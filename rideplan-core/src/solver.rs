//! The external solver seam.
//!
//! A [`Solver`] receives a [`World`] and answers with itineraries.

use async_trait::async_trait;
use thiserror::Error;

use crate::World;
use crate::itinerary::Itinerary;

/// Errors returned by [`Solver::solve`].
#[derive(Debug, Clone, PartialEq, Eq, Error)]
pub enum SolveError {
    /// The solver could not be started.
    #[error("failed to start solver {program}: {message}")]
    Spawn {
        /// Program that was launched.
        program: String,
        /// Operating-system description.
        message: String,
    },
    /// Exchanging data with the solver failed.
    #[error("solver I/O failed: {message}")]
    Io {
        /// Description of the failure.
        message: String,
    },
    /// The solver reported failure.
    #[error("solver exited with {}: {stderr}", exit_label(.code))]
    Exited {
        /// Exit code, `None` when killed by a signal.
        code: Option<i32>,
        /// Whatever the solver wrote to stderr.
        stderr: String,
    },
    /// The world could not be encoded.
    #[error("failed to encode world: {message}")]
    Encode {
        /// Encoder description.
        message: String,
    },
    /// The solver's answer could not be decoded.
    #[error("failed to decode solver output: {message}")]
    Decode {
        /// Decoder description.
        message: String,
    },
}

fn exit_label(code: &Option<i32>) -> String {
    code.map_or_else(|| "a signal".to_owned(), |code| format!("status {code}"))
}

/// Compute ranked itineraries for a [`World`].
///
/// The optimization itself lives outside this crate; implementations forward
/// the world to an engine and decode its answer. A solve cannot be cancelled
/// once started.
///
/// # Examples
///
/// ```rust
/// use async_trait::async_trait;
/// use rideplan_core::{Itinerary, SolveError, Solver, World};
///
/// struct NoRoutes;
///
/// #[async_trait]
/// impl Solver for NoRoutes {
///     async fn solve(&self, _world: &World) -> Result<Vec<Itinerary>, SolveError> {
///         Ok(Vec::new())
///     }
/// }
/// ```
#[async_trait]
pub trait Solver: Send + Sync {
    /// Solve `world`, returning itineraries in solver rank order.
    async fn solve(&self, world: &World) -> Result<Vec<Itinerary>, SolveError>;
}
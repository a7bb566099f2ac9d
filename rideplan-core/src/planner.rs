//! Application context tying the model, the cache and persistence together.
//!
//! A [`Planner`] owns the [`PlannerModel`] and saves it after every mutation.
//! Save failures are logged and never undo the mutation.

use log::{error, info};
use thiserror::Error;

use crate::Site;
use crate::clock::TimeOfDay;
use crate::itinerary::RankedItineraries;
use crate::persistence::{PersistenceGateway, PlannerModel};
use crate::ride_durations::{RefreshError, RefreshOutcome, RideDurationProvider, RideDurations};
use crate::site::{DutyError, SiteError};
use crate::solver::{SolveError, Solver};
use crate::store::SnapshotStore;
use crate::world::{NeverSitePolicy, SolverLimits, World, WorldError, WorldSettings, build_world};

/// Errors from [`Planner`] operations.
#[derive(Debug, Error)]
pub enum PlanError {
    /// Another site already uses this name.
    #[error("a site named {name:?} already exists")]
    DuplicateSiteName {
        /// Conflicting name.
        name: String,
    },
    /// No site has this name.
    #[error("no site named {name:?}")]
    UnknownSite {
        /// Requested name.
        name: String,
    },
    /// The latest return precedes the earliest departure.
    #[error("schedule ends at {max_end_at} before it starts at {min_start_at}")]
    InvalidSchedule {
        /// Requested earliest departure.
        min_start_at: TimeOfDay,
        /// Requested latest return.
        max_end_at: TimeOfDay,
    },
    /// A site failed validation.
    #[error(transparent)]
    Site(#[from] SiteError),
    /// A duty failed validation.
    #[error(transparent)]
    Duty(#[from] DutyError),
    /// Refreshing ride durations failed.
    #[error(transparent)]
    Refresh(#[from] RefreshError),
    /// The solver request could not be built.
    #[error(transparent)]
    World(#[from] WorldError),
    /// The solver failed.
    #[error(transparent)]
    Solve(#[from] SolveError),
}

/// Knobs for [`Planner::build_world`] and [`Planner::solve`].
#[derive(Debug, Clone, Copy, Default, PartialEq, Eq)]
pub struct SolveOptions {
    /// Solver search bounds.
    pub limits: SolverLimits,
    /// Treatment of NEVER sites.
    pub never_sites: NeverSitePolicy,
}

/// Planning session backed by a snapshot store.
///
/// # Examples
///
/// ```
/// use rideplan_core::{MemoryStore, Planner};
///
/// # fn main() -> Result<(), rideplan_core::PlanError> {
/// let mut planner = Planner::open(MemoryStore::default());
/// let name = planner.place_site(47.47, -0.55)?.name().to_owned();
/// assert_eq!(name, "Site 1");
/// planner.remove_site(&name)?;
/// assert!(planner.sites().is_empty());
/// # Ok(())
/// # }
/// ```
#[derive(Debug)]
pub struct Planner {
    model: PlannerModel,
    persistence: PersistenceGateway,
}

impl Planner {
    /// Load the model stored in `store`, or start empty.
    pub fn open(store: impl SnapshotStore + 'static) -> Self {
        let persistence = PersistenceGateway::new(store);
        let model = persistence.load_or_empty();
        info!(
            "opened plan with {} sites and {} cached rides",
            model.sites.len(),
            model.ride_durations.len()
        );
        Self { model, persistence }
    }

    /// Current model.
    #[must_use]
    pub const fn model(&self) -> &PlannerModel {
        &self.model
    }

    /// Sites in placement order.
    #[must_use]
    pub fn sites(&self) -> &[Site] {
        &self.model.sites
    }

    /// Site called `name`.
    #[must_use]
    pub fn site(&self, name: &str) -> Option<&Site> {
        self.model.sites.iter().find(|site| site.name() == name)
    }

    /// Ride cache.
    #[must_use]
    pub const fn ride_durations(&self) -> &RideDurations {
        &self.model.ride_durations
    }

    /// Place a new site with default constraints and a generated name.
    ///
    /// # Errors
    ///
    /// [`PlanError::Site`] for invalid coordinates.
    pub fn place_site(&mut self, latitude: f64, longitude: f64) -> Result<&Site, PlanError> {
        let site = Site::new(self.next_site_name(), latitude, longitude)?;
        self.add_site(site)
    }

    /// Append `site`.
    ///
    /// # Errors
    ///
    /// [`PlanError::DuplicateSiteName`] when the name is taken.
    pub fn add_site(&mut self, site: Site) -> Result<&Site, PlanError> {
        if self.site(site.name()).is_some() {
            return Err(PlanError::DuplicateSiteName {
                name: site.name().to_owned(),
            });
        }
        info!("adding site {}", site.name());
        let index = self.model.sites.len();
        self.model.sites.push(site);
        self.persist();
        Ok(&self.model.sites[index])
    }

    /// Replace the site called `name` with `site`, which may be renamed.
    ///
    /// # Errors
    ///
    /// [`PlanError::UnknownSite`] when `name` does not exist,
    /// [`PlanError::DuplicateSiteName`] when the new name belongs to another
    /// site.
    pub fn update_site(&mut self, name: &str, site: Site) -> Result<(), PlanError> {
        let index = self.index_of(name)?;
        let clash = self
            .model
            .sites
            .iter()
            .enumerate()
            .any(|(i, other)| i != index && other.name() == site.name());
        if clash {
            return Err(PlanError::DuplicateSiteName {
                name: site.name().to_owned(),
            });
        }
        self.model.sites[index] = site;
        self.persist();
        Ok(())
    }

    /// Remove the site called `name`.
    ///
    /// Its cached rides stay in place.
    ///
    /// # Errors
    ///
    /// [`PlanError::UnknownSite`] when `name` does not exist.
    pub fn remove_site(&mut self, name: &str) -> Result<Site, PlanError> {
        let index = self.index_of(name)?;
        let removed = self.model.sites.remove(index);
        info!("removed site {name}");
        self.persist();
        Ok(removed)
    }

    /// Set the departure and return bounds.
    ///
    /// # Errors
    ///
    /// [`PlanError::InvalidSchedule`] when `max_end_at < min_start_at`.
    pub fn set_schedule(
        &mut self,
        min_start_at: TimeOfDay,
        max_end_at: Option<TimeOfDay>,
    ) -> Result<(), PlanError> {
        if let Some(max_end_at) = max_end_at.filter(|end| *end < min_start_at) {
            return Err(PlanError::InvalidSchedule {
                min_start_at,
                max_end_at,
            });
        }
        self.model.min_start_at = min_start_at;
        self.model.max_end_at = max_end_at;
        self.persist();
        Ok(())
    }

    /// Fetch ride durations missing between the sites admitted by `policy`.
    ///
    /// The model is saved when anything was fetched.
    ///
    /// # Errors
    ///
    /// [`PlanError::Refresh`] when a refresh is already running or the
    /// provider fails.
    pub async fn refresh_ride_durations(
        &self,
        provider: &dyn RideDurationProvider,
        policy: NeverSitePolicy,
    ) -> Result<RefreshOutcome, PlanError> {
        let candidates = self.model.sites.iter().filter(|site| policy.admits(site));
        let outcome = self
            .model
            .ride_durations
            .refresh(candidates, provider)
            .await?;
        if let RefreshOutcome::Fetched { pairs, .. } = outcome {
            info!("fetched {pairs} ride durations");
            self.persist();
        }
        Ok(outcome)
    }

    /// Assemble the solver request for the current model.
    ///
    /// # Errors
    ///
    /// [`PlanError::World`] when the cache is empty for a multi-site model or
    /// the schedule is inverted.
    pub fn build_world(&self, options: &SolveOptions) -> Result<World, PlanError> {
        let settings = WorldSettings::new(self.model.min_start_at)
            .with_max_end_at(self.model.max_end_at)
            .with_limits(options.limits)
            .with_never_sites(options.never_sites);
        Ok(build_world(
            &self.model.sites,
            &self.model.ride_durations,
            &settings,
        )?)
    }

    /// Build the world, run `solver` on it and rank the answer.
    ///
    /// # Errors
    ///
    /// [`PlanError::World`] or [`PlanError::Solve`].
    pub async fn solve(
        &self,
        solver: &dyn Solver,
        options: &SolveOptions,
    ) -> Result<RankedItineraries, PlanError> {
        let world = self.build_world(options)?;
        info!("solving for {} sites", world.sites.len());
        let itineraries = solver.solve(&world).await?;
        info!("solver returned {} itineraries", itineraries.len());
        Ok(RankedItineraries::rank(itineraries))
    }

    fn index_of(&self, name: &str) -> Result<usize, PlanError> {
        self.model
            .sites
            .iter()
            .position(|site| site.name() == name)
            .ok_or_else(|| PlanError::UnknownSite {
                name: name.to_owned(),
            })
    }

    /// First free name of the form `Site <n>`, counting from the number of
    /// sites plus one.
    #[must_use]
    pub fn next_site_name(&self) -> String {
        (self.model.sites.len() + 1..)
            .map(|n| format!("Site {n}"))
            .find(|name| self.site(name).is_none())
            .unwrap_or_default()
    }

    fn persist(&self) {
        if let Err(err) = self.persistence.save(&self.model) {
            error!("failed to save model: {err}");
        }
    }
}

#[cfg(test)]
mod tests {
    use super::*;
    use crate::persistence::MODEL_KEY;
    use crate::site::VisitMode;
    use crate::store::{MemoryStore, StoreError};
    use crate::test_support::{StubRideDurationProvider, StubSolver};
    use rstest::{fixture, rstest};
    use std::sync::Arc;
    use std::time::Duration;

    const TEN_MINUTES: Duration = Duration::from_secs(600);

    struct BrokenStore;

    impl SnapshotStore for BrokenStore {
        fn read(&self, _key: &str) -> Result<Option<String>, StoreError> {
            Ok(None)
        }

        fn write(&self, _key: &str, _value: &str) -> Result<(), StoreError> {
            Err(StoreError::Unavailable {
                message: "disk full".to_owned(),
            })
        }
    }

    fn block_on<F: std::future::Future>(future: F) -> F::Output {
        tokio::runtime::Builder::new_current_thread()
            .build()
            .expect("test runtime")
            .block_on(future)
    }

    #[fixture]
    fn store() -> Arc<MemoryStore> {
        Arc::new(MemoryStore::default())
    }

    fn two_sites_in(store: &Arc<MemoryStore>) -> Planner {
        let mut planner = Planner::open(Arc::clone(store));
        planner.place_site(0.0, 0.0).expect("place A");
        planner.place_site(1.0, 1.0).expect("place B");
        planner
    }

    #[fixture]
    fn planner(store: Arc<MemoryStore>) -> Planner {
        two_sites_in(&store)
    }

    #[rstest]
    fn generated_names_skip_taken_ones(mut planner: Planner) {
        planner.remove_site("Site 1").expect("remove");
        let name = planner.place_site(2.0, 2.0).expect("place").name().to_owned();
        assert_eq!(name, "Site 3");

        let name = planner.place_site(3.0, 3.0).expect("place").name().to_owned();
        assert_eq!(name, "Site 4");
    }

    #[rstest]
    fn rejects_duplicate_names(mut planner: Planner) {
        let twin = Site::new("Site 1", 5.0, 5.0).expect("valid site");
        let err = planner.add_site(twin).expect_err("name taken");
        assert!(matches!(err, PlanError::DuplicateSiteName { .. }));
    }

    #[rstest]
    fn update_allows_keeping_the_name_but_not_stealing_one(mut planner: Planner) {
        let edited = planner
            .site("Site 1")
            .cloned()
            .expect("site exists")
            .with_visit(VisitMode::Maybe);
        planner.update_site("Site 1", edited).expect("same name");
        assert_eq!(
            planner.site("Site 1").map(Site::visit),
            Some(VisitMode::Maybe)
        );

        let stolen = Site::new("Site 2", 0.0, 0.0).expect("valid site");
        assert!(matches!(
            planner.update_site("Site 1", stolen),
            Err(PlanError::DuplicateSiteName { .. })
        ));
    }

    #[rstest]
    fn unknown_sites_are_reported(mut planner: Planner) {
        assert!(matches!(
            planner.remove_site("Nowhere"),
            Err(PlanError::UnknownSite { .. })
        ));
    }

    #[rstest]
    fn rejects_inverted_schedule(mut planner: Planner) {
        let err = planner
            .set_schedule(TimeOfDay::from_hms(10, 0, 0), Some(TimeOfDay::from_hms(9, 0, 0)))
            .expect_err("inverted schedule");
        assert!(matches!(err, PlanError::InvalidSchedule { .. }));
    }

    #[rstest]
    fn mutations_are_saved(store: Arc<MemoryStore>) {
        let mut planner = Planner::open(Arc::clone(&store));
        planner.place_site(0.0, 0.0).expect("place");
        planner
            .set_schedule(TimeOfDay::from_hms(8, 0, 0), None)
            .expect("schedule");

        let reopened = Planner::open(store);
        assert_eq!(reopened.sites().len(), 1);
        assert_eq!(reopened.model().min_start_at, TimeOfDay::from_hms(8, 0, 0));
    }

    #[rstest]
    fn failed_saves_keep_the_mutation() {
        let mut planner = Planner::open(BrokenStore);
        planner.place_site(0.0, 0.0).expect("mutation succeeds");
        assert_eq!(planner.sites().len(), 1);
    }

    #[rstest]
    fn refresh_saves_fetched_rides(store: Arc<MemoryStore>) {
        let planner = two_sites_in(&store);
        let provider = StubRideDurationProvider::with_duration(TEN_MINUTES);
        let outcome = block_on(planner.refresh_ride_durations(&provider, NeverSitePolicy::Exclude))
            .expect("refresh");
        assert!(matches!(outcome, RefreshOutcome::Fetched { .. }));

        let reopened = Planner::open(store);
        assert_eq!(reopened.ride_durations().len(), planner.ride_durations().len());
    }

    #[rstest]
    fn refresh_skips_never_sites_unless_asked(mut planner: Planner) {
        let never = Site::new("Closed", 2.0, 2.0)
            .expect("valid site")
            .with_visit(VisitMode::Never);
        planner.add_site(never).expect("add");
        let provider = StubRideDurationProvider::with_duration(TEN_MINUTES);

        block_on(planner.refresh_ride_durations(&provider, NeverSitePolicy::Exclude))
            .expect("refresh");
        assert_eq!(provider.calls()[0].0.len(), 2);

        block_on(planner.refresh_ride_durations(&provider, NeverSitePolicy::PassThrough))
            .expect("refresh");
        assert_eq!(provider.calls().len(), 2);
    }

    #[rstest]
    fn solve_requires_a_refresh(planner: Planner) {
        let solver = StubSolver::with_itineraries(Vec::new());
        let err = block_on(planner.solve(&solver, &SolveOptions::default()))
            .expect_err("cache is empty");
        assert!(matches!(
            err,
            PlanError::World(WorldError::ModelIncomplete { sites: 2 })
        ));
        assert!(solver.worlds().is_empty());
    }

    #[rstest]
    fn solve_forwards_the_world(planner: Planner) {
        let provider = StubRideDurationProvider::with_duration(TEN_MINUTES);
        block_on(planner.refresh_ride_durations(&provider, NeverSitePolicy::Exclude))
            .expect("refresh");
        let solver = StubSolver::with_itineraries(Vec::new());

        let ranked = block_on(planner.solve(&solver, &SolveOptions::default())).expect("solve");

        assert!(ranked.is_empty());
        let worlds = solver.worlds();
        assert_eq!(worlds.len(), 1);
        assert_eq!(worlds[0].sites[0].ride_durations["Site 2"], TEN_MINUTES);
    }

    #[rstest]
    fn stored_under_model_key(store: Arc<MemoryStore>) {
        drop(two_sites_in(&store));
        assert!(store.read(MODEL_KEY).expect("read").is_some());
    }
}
################
### Directions
Reproduce exactly the lines of the records above from the one with "rank the answer." to the one with "let itineraries = solver.solve(&world).await?;", both included, and leave out everything else.

### Response to this exercise
    /// Build the world, run `solver` on it and rank the answer.
    ///
    /// # Errors
    ///
    /// [`PlanError::World`] or [`PlanError::Solve`].
    pub async fn solve(
        &self,
        solver: &dyn Solver,
        options: &SolveOptions,
    ) -> Result<RankedItineraries, PlanError> {
        let world = self.build_world(options)?;
        info!("solving for {} sites", world.sites.len());
        let itineraries = solver.solve(&world).await?;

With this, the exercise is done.